Of note, in the discussion above, the primary assumption has been that GPS degradation occurs as a result of reflection off the earth in areas at a nadir relative to a satellite. However, it should also be appreciated that GPS degradation may be experienced in other areas and for other reasons. The GPS optimization map 380 may also track the occurrences of such degradations and the regions/times they occur. For example, urban canyons, GPS denial activities, spoofing of signals, or other degrading activates that occur in particular places and/or at particular times may be tracked, graphically displayed and therefore also planned for and proactively responded to by aircraft and the devices thereon in order to maximize the accuracy of dynamic position information and thereby improve the capability of steering narrow beams to and/or from the aircraft 100 for wireless communication services to devices on the aircraft 100.


As indicated above, a beamforming control module may be employed on wireless communication equipment at either or both of the network side or the aircraft side in example embodiments. Thus, in some embodiments, the beamforming control module may be implemented in a receiving station on the aircraft 100 (e.g., a passenger device or device associated with the aircraft's communication system). In some embodiments, the beamforming control module may be implemented in a network controller or at some other network side entity to provide instructions to the first BS 110 and the second BS 130 relative to beam formation/steering to enable tracking of and communication with the aircraft 100.



FIG. 7 illustrates the architecture of a beamforming control module 600 in accordance with an example embodiment. The beamforming control module 600 processing circuitry 610 configured to provide control outputs for generation of beams from an antenna array disposed at either the aircraft 100 (i.e., antenna array 150) or one of the base stations based on processing of various input information. The processing circuitry 610 may include one or more instances of a processor 612 and memory 614 that may be in communication with or otherwise control a device interface 620 and, in some cases, a user interface 630. The processing circuitry 610, processor 612, memory 614, device interface 620, and user interface 630 may be similar in capability, and perhaps also form, to the similarly named components described above. Accordingly, a repeat of the descriptions of such components will not be repeated here. However, it should be appreciated that such components, as provided in the beamforming control module 600, are configured for different respective functions and tasks, as described herein.


In this regard, for example, the processor 612 (or the processing circuitry 610) may be embodied as, include or otherwise control the operation of the beamforming control module 600 based on inputs received by the processing circuitry 610 responsive to receipt of position information 370 associated with various relative positions of the communicating elements of the network.
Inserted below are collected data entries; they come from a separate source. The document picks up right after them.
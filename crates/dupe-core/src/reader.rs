use std::time::Duration;

use tokio::io::{AsyncRead, AsyncReadExt};
use tokio::task::JoinHandle;

/// Size of a single read from the pipe.
const READ_CHUNK: usize = 8 * 1024;

/// Incremental line splitter for raw pipe bytes.
///
/// Bytes are buffered until a line terminator (`\n` or `\r`) arrives, so a
/// line split across two reads is delivered once, whole. Lines are trimmed
/// and empty lines are dropped. Splitting on raw bytes is safe for UTF-8
/// because neither terminator can appear inside a multi-byte sequence.
#[derive(Debug, Default)]
pub struct LineAssembler {
    pending: Vec<u8>,
}

impl LineAssembler {
    pub fn new() -> Self {
        Self::default()
    }

    /// Feed a chunk of bytes, returning every line it completes.
    pub fn push(&mut self, chunk: &[u8]) -> Vec<String> {
        let mut lines = Vec::new();
        for &byte in chunk {
            if byte == b'\n' || byte == b'\r' {
                if let Some(line) = take_line(&mut self.pending) {
                    lines.push(line);
                }
            } else {
                self.pending.push(byte);
            }
        }
        lines
    }

    /// Flush a trailing line that never got its terminator.
    pub fn finish(&mut self) -> Option<String> {
        take_line(&mut self.pending)
    }
}

fn take_line(buf: &mut Vec<u8>) -> Option<String> {
    let raw = std::mem::take(buf);
    let line = String::from_utf8_lossy(&raw);
    let trimmed = line.trim();
    if trimmed.is_empty() {
        None
    } else {
        Some(trimmed.to_string())
    }
}

/// Drains a process output pipe on a background task, delivering each
/// complete, trimmed, non-empty line to a callback in emission order.
///
/// The reader keeps draining independently of the process so the writer
/// never blocks on a full pipe. [`detach`](Self::detach) consumes the reader,
/// so it can happen only once; after it returns the callback is never
/// invoked again.
#[derive(Debug)]
pub struct OutputStreamReader {
    task: JoinHandle<()>,
}

impl OutputStreamReader {
    /// Start draining `stream` on a background task.
    pub fn attach<R, F>(mut stream: R, mut on_line: F) -> Self
    where
        R: AsyncRead + Unpin + Send + 'static,
        F: FnMut(String) + Send + 'static,
    {
        let task = tokio::spawn(async move {
            let mut assembler = LineAssembler::new();
            let mut chunk = vec![0u8; READ_CHUNK];
            loop {
                match stream.read(&mut chunk).await {
                    Ok(0) => break,
                    Ok(n) => {
                        for line in assembler.push(&chunk[..n]) {
                            on_line(line);
                        }
                    }
                    Err(e) => {
                        tracing::debug!(error = %e, "output stream read failed");
                        break;
                    }
                }
            }
            if let Some(line) = assembler.finish() {
                on_line(line);
            }
        });
        Self { task }
    }

    /// Stop reading.
    ///
    /// Waits up to `grace` for the stream to reach EOF so output buffered at
    /// process exit is still delivered, then aborts the drain task. Returns
    /// `true` if the stream was drained to EOF.
    pub async fn detach(self, grace: Duration) -> bool {
        let mut task = self.task;
        match tokio::time::timeout(grace, &mut task).await {
            Ok(_) => true,
            Err(_) => {
                task.abort();
                // Awaiting the aborted task guarantees the callback has returned.
                let _ = task.await;
                tracing::debug!(
                    grace_ms = grace.as_millis() as u64,
                    "output stream still open after grace period, detached"
                );
                false
            }
        }
    }
}

#[cfg(test)]
mod tests {
    use super::*;
    use std::sync::{Arc, Mutex};
    use tokio::io::AsyncWriteExt;

    #[test]
    fn test_assembler_splits_complete_lines() {
        let mut asm = LineAssembler::new();
        assert_eq!(asm.push(b"one\ntwo\n"), vec!["one", "two"]);
        assert_eq!(asm.finish(), None);
    }

    #[test]
    fn test_assembler_joins_partial_lines() {
        let mut asm = LineAssembler::new();
        assert!(asm.push(b"Creating ima").is_empty());
        assert!(asm.push(b"ge... 4").is_empty());
        assert_eq!(asm.push(b"5%\nnext"), vec!["Creating image... 45%"]);
        assert_eq!(asm.finish(), Some("next".to_string()));
    }

    #[test]
    fn test_assembler_trims_and_drops_blank_lines() {
        let mut asm = LineAssembler::new();
        assert_eq!(asm.push(b"  padded  \n\n   \n\tx\t\n"), vec!["padded", "x"]);
    }

    #[test]
    fn test_assembler_treats_carriage_return_as_terminator() {
        let mut asm = LineAssembler::new();
        assert_eq!(
            asm.push(b"10%\r20%\r30%\r\n"),
            vec!["10%", "20%", "30%"]
        );
    }

    #[test]
    fn test_assembler_keeps_split_utf8_sequences_intact() {
        let bytes = "✅ done\n".as_bytes();
        let mut asm = LineAssembler::new();
        assert!(asm.push(&bytes[..1]).is_empty());
        assert_eq!(asm.push(&bytes[1..]), vec!["✅ done"]);
    }

    #[test]
    fn test_assembler_lossy_on_invalid_utf8() {
        let mut asm = LineAssembler::new();
        let lines = asm.push(b"bad \xff byte\n");
        assert_eq!(lines.len(), 1);
        assert!(lines[0].starts_with("bad "));
    }

    #[tokio::test]
    async fn test_reader_delivers_lines_in_order_across_writes() {
        let (mut writer, reader) = tokio::io::duplex(16);
        let seen = Arc::new(Mutex::new(Vec::new()));
        let sink = seen.clone();
        let reader = OutputStreamReader::attach(reader, move |line| {
            sink.lock().expect("lock").push(line);
        });

        writer.write_all(b"first li").await.expect("write");
        writer.write_all(b"ne\nsecond\n\nthi").await.expect("write");
        writer.write_all(b"rd").await.expect("write");
        drop(writer);

        assert!(reader.detach(Duration::from_secs(1)).await);
        assert_eq!(
            *seen.lock().expect("lock"),
            vec!["first line", "second", "third"]
        );
    }

    #[tokio::test]
    async fn test_detach_aborts_open_stream_and_stops_callbacks() {
        let (mut writer, reader) = tokio::io::duplex(64);
        let seen = Arc::new(Mutex::new(Vec::new()));
        let sink = seen.clone();
        let reader = OutputStreamReader::attach(reader, move |line| {
            sink.lock().expect("lock").push(line);
        });

        writer.write_all(b"before\n").await.expect("write");
        tokio::time::sleep(Duration::from_millis(20)).await;

        // Writer stays open, so the reader never sees EOF.
        assert!(!reader.detach(Duration::from_millis(20)).await);
        let _ = writer.write_all(b"after\n").await;
        tokio::time::sleep(Duration::from_millis(20)).await;

        assert_eq!(*seen.lock().expect("lock"), vec!["before"]);
    }
}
As such, in some embodiments, the processor 612 (or the processing circuitry 610) may be said to cause each of the operations described in connection with the beamforming control module 600 in relation to adjustments to be made to antenna arrays to undertake the corresponding functionalities relating to beamforming responsive to execution of instructions or algorithms configuring the processor 612 (or processing circuitry 610) accordingly. In particular, the instructions may include instructions for processing 3D position information of a moving receiving station (e.g., on the aircraft 100) along with 2D position information of fixed transmission sites in order to instruct an antenna array to form a beam in a direction that will facilitate establishing a communication link between the moving receiving station and one of the fixed transmission stations as described herein.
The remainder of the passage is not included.